En la actualidad, comemos pan tierno, frutas peladas, carnes procesadas y verduras cocidas. Esa reducción del esfuerzo al masticar ha hecho que la musculatura maxilar se desarrolle menos. Por ende, eso supone que la mandíbula, con el paso de las generaciones, se haya reducido en tamaño. El problema es que el número de dientes no ha disminuido: seguimos teniendo 32 piezas en la edad adulta. Exactamente igual que nuestros ancestros que vivían de la caza y la recolección.
Esta desproporción entre el tamaño de la mandíbula y el número de dientes provoca que no siempre haya espacio suficiente para alinearlos de forma correcta. El resultado es un aumento de problemas como el apiñamiento, que no solo afecta a la estética, sino también a la higiene dental y a la salud bucal en general. La mordida se desajusta, el desgaste de las piezas se reparte de forma desigual y se incrementa el riesgo de caries y enfermedades periodontales. Algo en lo que ha reparado a menudo el profesor Peter Ungar, de la Universidad de Arkansas, autor del libro Evolution’s Bite: A Story of Teeth, Diet, and Human Origins.
La evolución de la mandíbula humana: una cuestión muscular
Las pruebas arqueológicas muestran que, durante el Paleolítico y el Neolítico, las caries eran muy poco frecuentes. Esto se debe, en parte, a que el consumo de azúcares simples era mínimo y la dieta no favorecía la acumulación de placa bacteriana. La aparición de la agricultura y, siglos después, de la industria alimentaria ha cambiado radicalmente este escenario.
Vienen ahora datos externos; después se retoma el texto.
use anyhow::{Context, Result};
use cfdi_core::{FallbackPolicy, FiscalDefaults};
use serde::{Deserialize, Serialize};
use std::path::{Path, PathBuf};

const APP_NAME: &str = "cfdi-pagos";
const KEYCHAIN_SERVICE: &str = "mx.cfdi-pagos.credentials";

/// Keychain entry holding the provider password.
pub const PROVIDER_PASSWORD_KEY: &str = "facturama_password";
/// Takes precedence over the keychain when set.
pub const PROVIDER_PASSWORD_ENV: &str = "FACTURAMA_PASSWORD";

#[derive(Debug, Clone, PartialEq, Eq, Serialize, Deserialize, Default)]
pub struct AppConfig {
    #[serde(default)]
    pub provider: ProviderConfig,
    #[serde(default)]
    pub fiscal: FiscalConfig,
    #[serde(default)]
    pub extraction: ExtractionConfig,
    #[serde(default)]
    pub storage: StorageConfig,
}

#[derive(Debug, Clone, Copy, PartialEq, Eq, Serialize, Deserialize, Default)]
#[serde(rename_all = "lowercase")]
pub enum ProviderKind {
    #[default]
    Mock,
    Facturama,
}

#[derive(Debug, Clone, PartialEq, Eq, Serialize, Deserialize)]
pub struct ProviderConfig {
    #[serde(default)]
    pub kind: ProviderKind,
    #[serde(default = "default_base_url")]
    pub base_url: String,
    #[serde(default)]
    pub username: Option<String>,
    #[serde(default = "default_connect_timeout")]
    pub connect_timeout_secs: u64,
    #[serde(default = "default_read_timeout")]
    pub read_timeout_secs: u64,
}

impl Default for ProviderConfig {
    fn default() -> Self {
        Self {
            kind: ProviderKind::default(),
            base_url: default_base_url(),
            username: None,
            connect_timeout_secs: default_connect_timeout(),
            read_timeout_secs: default_read_timeout(),
        }
    }
}

fn default_base_url() -> String {
    "https://apisandbox.facturama.mx".to_string()
}

fn default_connect_timeout() -> u64 {
    30
}

fn default_read_timeout() -> u64 {
    60
}

/// Issuer-side values substituted when a request leaves them out.
#[derive(Debug, Clone, PartialEq, Eq, Serialize, Deserialize)]
pub struct FiscalConfig {
    #[serde(default = "default_zip")]
    pub expedition_place: String,
    #[serde(default = "default_zip")]
    pub receiver_tax_zip_code: String,
}

impl Default for FiscalConfig {
    fn default() -> Self {
        Self {
            expedition_place: default_zip(),
            receiver_tax_zip_code: default_zip(),
        }
    }
}

fn default_zip() -> String {
    FiscalDefaults::default().expedition_place
}

impl FiscalConfig {
    pub fn defaults(&self) -> FiscalDefaults {
        FiscalDefaults {
            expedition_place: self.expedition_place.clone(),
            receiver_tax_zip_code: self.receiver_tax_zip_code.clone(),
            ..FiscalDefaults::default()
        }
    }
}

#[derive(Debug, Clone, PartialEq, Eq, Serialize, Deserialize)]
pub struct ExtractionConfig {
    /// Generate values for fields missing from an upload instead of
    /// rejecting it.
    #[serde(default = "default_true")]
    pub lenient_defaults: bool,
}

impl Default for ExtractionConfig {
    fn default() -> Self {
        Self {
            lenient_defaults: true,
        }
    }
}

fn default_true() -> bool {
    true
}

impl ExtractionConfig {
    pub fn policy(&self) -> FallbackPolicy {
        if self.lenient_defaults {
            FallbackPolicy::GenerateDefaults
        } else {
            FallbackPolicy::FailClosed
        }
    }
}

#[derive(Debug, Clone, PartialEq, Eq, Serialize, Deserialize)]
pub struct StorageConfig {
    #[serde(default = "default_data_dir")]
    pub data_dir: PathBuf,
    /// Relative paths resolve against `data_dir`.
    #[serde(default = "default_audit_log")]
    pub audit_log: PathBuf,
}

impl Default for StorageConfig {
    fn default() -> Self {
        Self {
            data_dir: default_data_dir(),
            audit_log: default_audit_log(),
        }
    }
}

fn default_data_dir() -> PathBuf {
    PathBuf::from(".cfdi_pagos")
}

fn default_audit_log() -> PathBuf {
    PathBuf::from("audit.jsonl")
}

impl StorageConfig {
    pub fn db_path(&self) -> PathBuf {
        self.data_dir.join("db")
    }

    pub fn audit_log_path(&self) -> PathBuf {
        if self.audit_log.is_absolute() {
            self.audit_log.clone()
        } else {
            self.data_dir.join(&self.audit_log)
        }
    }
}

pub fn load() -> Result<AppConfig> {
    let cfg: AppConfig = confy::load(APP_NAME, None).context("Failed to load app config")?;
    Ok(cfg)
}

pub fn store(cfg: &AppConfig) -> Result<()> {
    confy::store(APP_NAME, None, cfg).context("Failed to store app config")?;
    Ok(())
}

pub fn load_path(path: impl AsRef<Path>) -> Result<AppConfig> {
    let path = path.as_ref();
    let cfg: AppConfig = confy::load_path(path)
        .with_context(|| format!("Failed to load config from {}", path.display()))?;
    Ok(cfg)
}

pub fn store_path(path: impl AsRef<Path>, cfg: &AppConfig) -> Result<()> {
    let path = path.as_ref();
    confy::store_path(path, cfg)
        .with_context(|| format!("Failed to store config to {}", path.display()))?;
    Ok(())
}

/// Store a secret in the OS keychain
pub fn store_secret(key: &str, value: &str) -> Result<()> {
    let entry = keyring::Entry::new(KEYCHAIN_SERVICE, key)?;
    entry.set_password(value)?;
    Ok(())
}

/// Retrieve a secret from the OS keychain
pub fn get_secret(key: &str) -> Result<String> {
    let entry = keyring::Entry::new(KEYCHAIN_SERVICE, key)?;
    let password = entry.get_password()?;
    Ok(password)
}

/// Delete a secret from the OS keychain
pub fn delete_secret(key: &str) -> Result<()> {
    let entry = keyring::Entry::new(KEYCHAIN_SERVICE, key)?;
    entry.delete_password()?;
    Ok(())
}

/// Provider password from the environment, falling back to the keychain.
pub fn provider_password() -> Result<String> {
    match std::env::var(PROVIDER_PASSWORD_ENV) {
        Ok(value) if !value.is_empty() => Ok(value),
        _ => get_secret(PROVIDER_PASSWORD_KEY).with_context(|| {
            format!("Provider password not found; set {PROVIDER_PASSWORD_ENV} or store it in the keychain")
        }),
    }
}

#[cfg(test)]
mod tests {
    use super::*;
    use pretty_assertions::assert_eq;

    #[test]
    fn defaults() {
        let cfg = AppConfig::default();
        assert_eq!(cfg.provider.kind, ProviderKind::Mock);
        assert_eq!(cfg.provider.base_url, "https://apisandbox.facturama.mx");
        assert_eq!(cfg.provider.connect_timeout_secs, 30);
        assert_eq!(cfg.provider.read_timeout_secs, 60);
        assert_eq!(cfg.fiscal.defaults(), FiscalDefaults::default());
        assert_eq!(cfg.extraction.policy(), FallbackPolicy::GenerateDefaults);
        assert_eq!(cfg.storage.audit_log_path(), PathBuf::from(".cfdi_pagos/audit.jsonl"));
    }

    #[test]
    fn round_trips_through_file() {
        let dir = tempfile::tempdir().unwrap();
        let path = dir.path().join("cfdi-pagos.toml");

        let mut cfg = AppConfig::default();
        cfg.provider.kind = ProviderKind::Facturama;
        cfg.provider.username = Some("pruebas".to_string());
        cfg.fiscal.expedition_place = "11590".to_string();
        cfg.extraction.lenient_defaults = false;
        store_path(&path, &cfg).unwrap();

        let loaded = load_path(&path).unwrap();
        assert_eq!(loaded, cfg);
        assert_eq!(loaded.extraction.policy(), FallbackPolicy::FailClosed);
        assert_eq!(loaded.fiscal.defaults().expedition_place, "11590");
    }

    #[test]
    fn missing_sections_take_defaults() {
        let dir = tempfile::tempdir().unwrap();
        let path = dir.path().join("partial.toml");
        std::fs::write(&path, "[provider]\nkind = \"facturama\"\nusername = \"demo\"\n").unwrap();

        let loaded = load_path(&path).unwrap();
        assert_eq!(loaded.provider.kind, ProviderKind::Facturama);
        assert_eq!(loaded.provider.read_timeout_secs, 60);
        assert_eq!(loaded.fiscal, FiscalConfig::default());
        assert!(loaded.extraction.lenient_defaults);
    }

    #[test]
    fn absolute_audit_log_is_kept() {
        let storage = StorageConfig {
            data_dir: PathBuf::from("data"),
            audit_log: PathBuf::from("/var/log/cfdi.jsonl"),
        };
        assert_eq!(storage.audit_log_path(), PathBuf::from("/var/log/cfdi.jsonl"));
        assert_eq!(storage.db_path(), PathBuf::from("data/db"));
    }
}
A ello se suma que el apiñamiento actual dificulta una limpieza eficaz, incrementando el riesgo de caries. Otra singularidad respecto a otros ancestros es que nuestra dentición definitiva tarda mucho en aparecer. Algo impensable para el caso de otros homínidos como el Homo neandertalensis.
Los estudios sobre evolución dental indican que el organismo, cuando considera que una estructura ya no es imprescindible, reduce el gasto energético en desarrollarla. Así ha ocurrido con la evolución de las mandíbulas humanas, que han perdido robustez y capacidad de anclaje muscular. También explica la persistencia de elementos vestigiales como las muelas del juicio. A menudo un dolor de cabeza, estas piezas habitualmente no encuentran espacio para erupcionar correctamente. Por ello, lo más habitual es que acaben siendo arrancadas, antes de que acaben provocando dolor, inflamación o infecciones. De las que hemos hablado a menudo en THE OBJECTIVE.
No obstante, los expertos advierten que no podemos idealizar las dentaduras de nuestros antepasados. La mayoría de los fósiles hallados corresponden a ejemplares bien conservados, lo que no significa que todos los homínidos disfrutaran de dentaduras impecables. Es probable que muchos perdieran piezas o sufrieran infecciones graves, pero esos restos, al no resistir el paso del tiempo, rara vez llegan hasta nosotros. La diferencia es que, en su caso, la masticación intensa mantenía mandíbulas más amplias y menos propensas al apiñamiento que las nuestras.